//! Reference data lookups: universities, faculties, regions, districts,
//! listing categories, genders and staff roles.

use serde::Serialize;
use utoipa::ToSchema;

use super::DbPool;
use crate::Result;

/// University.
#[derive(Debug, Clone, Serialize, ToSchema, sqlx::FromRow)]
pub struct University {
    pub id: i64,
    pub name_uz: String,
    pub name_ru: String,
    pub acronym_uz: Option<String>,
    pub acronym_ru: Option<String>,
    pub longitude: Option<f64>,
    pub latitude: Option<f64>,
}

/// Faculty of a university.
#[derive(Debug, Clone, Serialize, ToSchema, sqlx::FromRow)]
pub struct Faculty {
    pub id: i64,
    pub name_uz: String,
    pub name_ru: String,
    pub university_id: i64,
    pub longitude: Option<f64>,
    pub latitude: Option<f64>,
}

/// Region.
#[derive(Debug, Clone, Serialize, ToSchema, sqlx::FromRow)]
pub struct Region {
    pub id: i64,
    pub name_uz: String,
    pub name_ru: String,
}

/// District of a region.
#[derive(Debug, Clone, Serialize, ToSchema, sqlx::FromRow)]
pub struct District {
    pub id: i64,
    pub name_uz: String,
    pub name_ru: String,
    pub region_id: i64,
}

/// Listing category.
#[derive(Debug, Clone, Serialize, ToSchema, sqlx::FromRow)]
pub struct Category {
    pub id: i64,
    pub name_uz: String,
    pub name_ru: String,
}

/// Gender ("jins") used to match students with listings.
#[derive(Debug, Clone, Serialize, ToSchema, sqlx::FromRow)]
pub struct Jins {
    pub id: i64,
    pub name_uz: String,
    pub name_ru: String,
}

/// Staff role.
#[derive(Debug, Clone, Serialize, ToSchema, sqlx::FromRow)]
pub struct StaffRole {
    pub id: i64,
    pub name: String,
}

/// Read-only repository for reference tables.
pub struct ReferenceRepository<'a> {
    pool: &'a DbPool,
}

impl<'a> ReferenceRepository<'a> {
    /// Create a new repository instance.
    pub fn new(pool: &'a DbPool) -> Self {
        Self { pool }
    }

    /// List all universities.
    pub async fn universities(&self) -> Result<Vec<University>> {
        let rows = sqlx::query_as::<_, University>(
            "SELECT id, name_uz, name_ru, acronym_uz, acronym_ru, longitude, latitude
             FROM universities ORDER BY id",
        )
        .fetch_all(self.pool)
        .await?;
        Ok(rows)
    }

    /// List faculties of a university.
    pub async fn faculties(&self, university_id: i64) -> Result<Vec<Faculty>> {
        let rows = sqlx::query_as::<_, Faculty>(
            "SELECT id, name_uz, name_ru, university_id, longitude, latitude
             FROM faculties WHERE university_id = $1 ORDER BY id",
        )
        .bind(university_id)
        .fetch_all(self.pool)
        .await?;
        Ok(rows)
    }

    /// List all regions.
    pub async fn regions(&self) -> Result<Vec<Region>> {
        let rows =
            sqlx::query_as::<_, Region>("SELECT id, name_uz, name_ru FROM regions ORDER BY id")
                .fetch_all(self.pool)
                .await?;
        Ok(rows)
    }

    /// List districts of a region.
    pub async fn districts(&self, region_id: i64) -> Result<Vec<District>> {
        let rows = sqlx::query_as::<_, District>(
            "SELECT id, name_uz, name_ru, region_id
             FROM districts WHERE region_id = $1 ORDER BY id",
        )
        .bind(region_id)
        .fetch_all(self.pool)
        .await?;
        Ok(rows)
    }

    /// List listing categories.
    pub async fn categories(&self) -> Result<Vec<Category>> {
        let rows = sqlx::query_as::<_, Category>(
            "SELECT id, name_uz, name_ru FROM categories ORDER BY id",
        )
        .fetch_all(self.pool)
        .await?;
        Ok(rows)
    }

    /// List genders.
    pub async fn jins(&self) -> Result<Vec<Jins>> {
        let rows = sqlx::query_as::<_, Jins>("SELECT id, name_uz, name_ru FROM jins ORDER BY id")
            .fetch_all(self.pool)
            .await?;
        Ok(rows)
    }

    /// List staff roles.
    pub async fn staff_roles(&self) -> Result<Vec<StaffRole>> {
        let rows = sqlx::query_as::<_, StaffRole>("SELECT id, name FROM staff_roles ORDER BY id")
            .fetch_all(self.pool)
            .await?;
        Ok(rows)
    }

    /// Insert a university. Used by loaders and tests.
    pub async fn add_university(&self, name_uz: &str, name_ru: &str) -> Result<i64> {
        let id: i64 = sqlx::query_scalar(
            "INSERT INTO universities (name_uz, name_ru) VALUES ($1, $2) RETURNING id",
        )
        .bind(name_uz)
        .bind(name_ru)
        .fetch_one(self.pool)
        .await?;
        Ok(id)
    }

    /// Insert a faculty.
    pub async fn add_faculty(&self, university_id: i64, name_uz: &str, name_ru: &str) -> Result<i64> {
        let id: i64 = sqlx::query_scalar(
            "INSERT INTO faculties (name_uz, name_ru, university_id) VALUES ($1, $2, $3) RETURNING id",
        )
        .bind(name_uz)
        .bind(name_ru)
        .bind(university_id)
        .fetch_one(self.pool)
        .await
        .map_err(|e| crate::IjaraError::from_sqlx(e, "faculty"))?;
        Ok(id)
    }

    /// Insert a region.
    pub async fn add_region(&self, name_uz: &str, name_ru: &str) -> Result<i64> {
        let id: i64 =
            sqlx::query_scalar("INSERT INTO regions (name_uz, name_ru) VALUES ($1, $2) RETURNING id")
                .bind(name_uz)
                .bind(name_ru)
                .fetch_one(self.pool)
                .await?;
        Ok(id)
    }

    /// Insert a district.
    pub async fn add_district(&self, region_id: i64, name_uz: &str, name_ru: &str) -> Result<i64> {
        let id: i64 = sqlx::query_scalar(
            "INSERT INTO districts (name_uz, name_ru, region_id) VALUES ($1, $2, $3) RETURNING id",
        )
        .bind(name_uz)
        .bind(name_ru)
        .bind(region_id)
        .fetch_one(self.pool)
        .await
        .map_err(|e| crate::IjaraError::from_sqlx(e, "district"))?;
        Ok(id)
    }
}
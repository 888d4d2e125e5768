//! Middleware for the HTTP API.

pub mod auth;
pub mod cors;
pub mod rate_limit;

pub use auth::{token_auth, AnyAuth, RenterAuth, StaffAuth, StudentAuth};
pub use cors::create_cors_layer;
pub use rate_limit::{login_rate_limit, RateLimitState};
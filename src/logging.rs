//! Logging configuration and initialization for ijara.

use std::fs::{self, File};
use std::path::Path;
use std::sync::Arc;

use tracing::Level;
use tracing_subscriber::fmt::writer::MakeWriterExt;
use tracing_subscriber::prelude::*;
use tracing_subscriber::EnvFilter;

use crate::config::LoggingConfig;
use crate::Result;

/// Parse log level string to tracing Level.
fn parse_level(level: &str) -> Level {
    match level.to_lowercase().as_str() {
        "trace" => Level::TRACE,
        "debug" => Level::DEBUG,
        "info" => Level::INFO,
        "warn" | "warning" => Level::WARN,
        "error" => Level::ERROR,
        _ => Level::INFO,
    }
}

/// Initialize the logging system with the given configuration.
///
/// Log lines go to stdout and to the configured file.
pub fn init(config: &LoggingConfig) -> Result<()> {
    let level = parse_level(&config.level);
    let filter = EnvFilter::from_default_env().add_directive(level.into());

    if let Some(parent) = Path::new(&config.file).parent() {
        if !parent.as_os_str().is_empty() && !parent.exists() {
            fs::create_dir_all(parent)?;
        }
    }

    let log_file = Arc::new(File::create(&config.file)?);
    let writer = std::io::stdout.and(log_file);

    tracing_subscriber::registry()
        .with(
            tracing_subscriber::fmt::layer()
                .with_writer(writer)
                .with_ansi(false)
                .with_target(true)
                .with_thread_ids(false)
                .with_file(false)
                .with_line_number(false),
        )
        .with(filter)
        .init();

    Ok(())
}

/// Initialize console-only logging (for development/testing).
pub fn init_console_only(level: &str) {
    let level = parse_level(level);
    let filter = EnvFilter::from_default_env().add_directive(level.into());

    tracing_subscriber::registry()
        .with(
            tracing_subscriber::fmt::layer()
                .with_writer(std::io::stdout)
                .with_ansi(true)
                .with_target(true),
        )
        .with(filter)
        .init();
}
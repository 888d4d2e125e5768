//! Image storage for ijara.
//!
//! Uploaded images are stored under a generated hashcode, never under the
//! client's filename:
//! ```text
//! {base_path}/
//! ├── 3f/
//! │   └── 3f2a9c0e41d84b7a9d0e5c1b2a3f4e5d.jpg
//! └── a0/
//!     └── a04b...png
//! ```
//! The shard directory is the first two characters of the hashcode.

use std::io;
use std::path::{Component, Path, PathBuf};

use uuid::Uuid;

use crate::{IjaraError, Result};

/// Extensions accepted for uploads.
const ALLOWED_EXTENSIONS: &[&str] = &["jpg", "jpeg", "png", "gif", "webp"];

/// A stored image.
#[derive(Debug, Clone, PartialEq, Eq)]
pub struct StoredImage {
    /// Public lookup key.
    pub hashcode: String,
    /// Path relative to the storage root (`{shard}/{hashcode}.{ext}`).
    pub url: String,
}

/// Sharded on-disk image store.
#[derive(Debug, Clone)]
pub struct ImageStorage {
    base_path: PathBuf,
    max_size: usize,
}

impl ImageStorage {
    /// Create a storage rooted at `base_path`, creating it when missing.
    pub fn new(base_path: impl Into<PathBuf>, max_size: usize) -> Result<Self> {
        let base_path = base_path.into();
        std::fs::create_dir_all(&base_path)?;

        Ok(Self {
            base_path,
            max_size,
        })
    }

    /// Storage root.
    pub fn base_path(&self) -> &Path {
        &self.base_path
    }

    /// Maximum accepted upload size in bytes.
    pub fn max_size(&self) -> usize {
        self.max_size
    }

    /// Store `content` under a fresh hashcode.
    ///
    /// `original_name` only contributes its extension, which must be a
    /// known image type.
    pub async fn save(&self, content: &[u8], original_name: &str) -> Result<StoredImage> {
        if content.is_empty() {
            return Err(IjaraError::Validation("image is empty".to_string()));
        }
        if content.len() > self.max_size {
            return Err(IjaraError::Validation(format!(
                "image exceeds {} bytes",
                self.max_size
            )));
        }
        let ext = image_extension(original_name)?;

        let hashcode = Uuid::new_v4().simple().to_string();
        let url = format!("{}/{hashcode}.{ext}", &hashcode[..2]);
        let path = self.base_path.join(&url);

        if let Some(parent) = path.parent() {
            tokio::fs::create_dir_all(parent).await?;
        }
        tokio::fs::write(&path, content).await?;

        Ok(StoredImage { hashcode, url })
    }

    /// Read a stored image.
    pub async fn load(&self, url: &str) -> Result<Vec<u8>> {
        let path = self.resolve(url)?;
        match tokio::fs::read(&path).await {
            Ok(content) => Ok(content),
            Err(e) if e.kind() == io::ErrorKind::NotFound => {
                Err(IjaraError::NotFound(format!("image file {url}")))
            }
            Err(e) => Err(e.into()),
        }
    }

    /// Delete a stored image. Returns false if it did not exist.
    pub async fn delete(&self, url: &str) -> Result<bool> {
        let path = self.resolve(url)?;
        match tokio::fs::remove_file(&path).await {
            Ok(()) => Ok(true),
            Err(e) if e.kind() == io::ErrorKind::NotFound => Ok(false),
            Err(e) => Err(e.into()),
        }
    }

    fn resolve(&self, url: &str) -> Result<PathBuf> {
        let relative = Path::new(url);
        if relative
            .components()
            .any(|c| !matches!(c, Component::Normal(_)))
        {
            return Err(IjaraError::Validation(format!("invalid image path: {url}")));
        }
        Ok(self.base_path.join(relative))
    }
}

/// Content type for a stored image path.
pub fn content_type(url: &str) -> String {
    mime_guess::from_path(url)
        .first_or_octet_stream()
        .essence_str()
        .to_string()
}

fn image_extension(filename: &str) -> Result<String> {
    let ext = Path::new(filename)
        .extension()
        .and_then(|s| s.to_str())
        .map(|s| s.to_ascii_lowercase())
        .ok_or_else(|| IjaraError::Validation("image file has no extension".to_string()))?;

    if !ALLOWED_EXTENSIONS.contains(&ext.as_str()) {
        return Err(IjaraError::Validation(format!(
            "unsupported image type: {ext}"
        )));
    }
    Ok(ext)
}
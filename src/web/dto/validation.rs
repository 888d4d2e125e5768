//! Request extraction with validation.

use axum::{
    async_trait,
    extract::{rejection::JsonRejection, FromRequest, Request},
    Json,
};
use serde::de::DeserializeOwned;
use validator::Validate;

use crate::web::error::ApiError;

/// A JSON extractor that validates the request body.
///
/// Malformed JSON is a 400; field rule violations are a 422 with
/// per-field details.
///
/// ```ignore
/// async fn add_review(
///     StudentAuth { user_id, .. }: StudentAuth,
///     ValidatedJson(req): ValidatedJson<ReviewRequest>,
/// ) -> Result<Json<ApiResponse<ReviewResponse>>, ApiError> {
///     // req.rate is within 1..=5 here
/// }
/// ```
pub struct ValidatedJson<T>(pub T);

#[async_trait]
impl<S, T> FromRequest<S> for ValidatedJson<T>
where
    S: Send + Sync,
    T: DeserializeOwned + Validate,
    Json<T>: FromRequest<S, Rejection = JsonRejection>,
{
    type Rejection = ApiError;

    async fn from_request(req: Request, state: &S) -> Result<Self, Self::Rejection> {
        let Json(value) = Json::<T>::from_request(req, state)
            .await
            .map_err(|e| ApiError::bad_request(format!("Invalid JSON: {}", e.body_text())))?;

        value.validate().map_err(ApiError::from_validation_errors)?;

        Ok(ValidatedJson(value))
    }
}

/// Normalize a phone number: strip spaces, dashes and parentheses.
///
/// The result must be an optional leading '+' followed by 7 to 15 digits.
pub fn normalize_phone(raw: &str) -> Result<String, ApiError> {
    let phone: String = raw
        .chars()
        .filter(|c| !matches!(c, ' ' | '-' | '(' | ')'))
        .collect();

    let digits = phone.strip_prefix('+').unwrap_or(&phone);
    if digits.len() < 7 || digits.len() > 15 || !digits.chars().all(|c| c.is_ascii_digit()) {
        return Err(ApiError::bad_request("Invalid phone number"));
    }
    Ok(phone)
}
■ ■ ■
PROBLEM TO WORK ON
Each line from the start of the listing above through the line containing "pub struct University" should be copied exactly, please, with no other lines added.

OUTPUT FOR THIS EXERCISE
//! Reference data lookups: universities, faculties, regions, districts,
//! listing categories, genders and staff roles.

use serde::Serialize;
use utoipa::ToSchema;

use super::DbPool;
use crate::Result;

/// University.
#[derive(Debug, Clone, Serialize, ToSchema, sqlx::FromRow)]
pub struct University {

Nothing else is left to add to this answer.